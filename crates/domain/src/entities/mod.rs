pub mod case;
pub mod game_state;
pub mod skeleton;
pub mod suspect;

pub use case::{
    CaseDefinition, CaseSettings, EvidenceBundle, Interactable, PointCosts, Room, Solution, Victim,
};
pub use game_state::{EndReason, GamePhase, GameState, PlayerStats};
pub use skeleton::{
    CaseSkeleton, EventKind, PlacedEvidence, PlacedEvidenceKind, SkeletonSuspect, TimelineEvent,
    VICTIM_ACTOR,
};
pub use suspect::{ResistanceLevel, Secret, SecretTrigger, SuspectDefinition};
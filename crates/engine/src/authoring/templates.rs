//! Narrative templates the structure generator draws from.
//!
//! Each template fixes the cast of roles, the room graph, and the weapon and
//! motive pools for one setting. Room graphs are authored symmetric and
//! connected; the generator relies on both properties.

/// A static case template.
pub struct CaseTemplate {
    pub name: &'static str,
    pub theme: &'static str,
    pub victim_name: &'static str,
    pub victim_role: &'static str,
    /// Candidate suspect roles, in authored order. Before shuffling, the
    /// first role is the killer.
    pub suspect_roles: &'static [&'static str],
    /// room id -> connected room ids. Symmetric and fully connected.
    pub rooms: &'static [(&'static str, &'static [&'static str])],
    pub weapons: &'static [&'static str],
    pub motives: &'static [&'static str],
}

pub const TEMPLATES: &[CaseTemplate] = &[
    CaseTemplate {
        name: "country_manor",
        theme: "manor",
        victim_name: "Lord Edmund Blackwood",
        victim_role: "the estate's patriarch",
        suspect_roles: &[
            "the butler",
            "the estranged daughter",
            "the business partner",
            "the groundskeeper",
            "the visiting doctor",
        ],
        rooms: &[
            ("foyer", &["study", "dining_room", "garden"]),
            ("study", &["foyer", "library"]),
            ("library", &["study", "dining_room"]),
            ("dining_room", &["foyer", "library", "kitchen"]),
            ("kitchen", &["dining_room", "garden"]),
            ("garden", &["foyer", "kitchen"]),
        ],
        weapons: &[
            "letter opener",
            "antique revolver",
            "fireplace poker",
            "poisoned brandy",
        ],
        motives: &[
            "a rewritten will",
            "a buried affair",
            "decades of quiet humiliation",
            "a debt called in",
        ],
    },
    CaseTemplate {
        name: "midnight_yacht",
        theme: "yacht",
        victim_name: "Marina Castellane",
        victim_role: "the shipping magnate",
        suspect_roles: &[
            "the first mate",
            "the jilted fiancee",
            "the rival investor",
            "the ship's chef",
        ],
        rooms: &[
            ("main_deck", &["bridge", "salon"]),
            ("bridge", &["main_deck"]),
            ("salon", &["main_deck", "galley", "cabin"]),
            ("galley", &["salon"]),
            ("cabin", &["salon", "engine_room"]),
            ("engine_room", &["cabin"]),
        ],
        weapons: &["winch handle", "flare gun", "mooring line", "spiked champagne"],
        motives: &[
            "a sunken insurance fraud",
            "a broken engagement",
            "a hostile takeover gone personal",
            "blackmail over forged manifests",
        ],
    },
    CaseTemplate {
        name: "gallery_opening",
        theme: "gallery",
        victim_name: "Viktor Hale",
        victim_role: "the celebrated art dealer",
        suspect_roles: &[
            "the forger",
            "the security chief",
            "the spurned artist",
            "the anonymous collector",
            "the gallery assistant",
        ],
        rooms: &[
            ("atrium", &["east_wing", "west_wing"]),
            ("east_wing", &["atrium", "restoration_lab"]),
            ("west_wing", &["atrium", "vault"]),
            ("restoration_lab", &["east_wing", "office"]),
            ("vault", &["west_wing"]),
            ("office", &["restoration_lab"]),
        ],
        weapons: &[
            "bronze maquette",
            "framing wire",
            "solvent-laced wine",
            "marble bust",
        ],
        motives: &[
            "an authentication about to be revoked",
            "a catalogue of stolen provenance",
            "a career destroyed by one review",
            "a forgery about to be exposed",
        ],
    },
];

/// Generic labels for planted red herrings.
pub const RED_HERRING_LABELS: &[&str] = &[
    "torn glove",
    "burnt letter",
    "muddy boot print",
    "broken wine glass",
    "dropped cufflink",
    "crumpled receipt",
];

/// Look a template up by its name.
pub fn by_name(name: &str) -> Option<&'static CaseTemplate> {
    TEMPLATES.iter().find(|t| t.name == name)
}

/// Pick the templates matching a theme, or all of them for an unknown theme.
pub fn templates_for_theme(theme: &str) -> Vec<&'static CaseTemplate> {
    let matched: Vec<_> = TEMPLATES
        .iter()
        .filter(|t| t.theme.eq_ignore_ascii_case(theme))
        .collect();
    if matched.is_empty() {
        TEMPLATES.iter().collect()
    } else {
        matched
    }
}

#[cfg(test)]
mod tests {
    use std::collections::{BTreeMap, BTreeSet, VecDeque};

    use super::*;

    fn adjacency(template: &CaseTemplate) -> BTreeMap<&str, BTreeSet<&str>> {
        template
            .rooms
            .iter()
            .map(|(room, connected)| (*room, connected.iter().copied().collect()))
            .collect()
    }

    #[test]
    fn every_template_graph_is_symmetric() {
        for template in TEMPLATES {
            let adj = adjacency(template);
            for (room, connected) in &adj {
                for target in connected {
                    assert!(
                        adj.get(target).is_some_and(|back| back.contains(room)),
                        "{}: {room} -> {target} has no return connection",
                        template.name
                    );
                }
            }
        }
    }

    #[test]
    fn every_template_graph_is_connected() {
        for template in TEMPLATES {
            let adj = adjacency(template);
            let start = template.rooms[0].0;
            let mut seen = BTreeSet::from([start]);
            let mut queue = VecDeque::from([start]);
            while let Some(room) = queue.pop_front() {
                for next in &adj[room] {
                    if seen.insert(next) {
                        queue.push_back(next);
                    }
                }
            }
            assert_eq!(
                seen.len(),
                template.rooms.len(),
                "{}: unreachable rooms",
                template.name
            );
        }
    }

    #[test]
    fn templates_have_enough_material() {
        for template in TEMPLATES {
            assert!(template.suspect_roles.len() >= 4, "{}", template.name);
            assert!(template.rooms.len() >= 3, "{}", template.name);
            assert!(!template.weapons.is_empty());
            assert!(!template.motives.is_empty());
        }
    }

    #[test]
    fn unknown_theme_falls_back_to_all_templates() {
        assert_eq!(templates_for_theme("moon base").len(), TEMPLATES.len());
        assert_eq!(templates_for_theme("yacht").len(), 1);
    }
}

==================================================

All lines above in which the word "next" occurs should be identified and copied.

**Answer space:**
                for next in &adj[room] {
                    if seen.insert(next) {
                        queue.push_back(next);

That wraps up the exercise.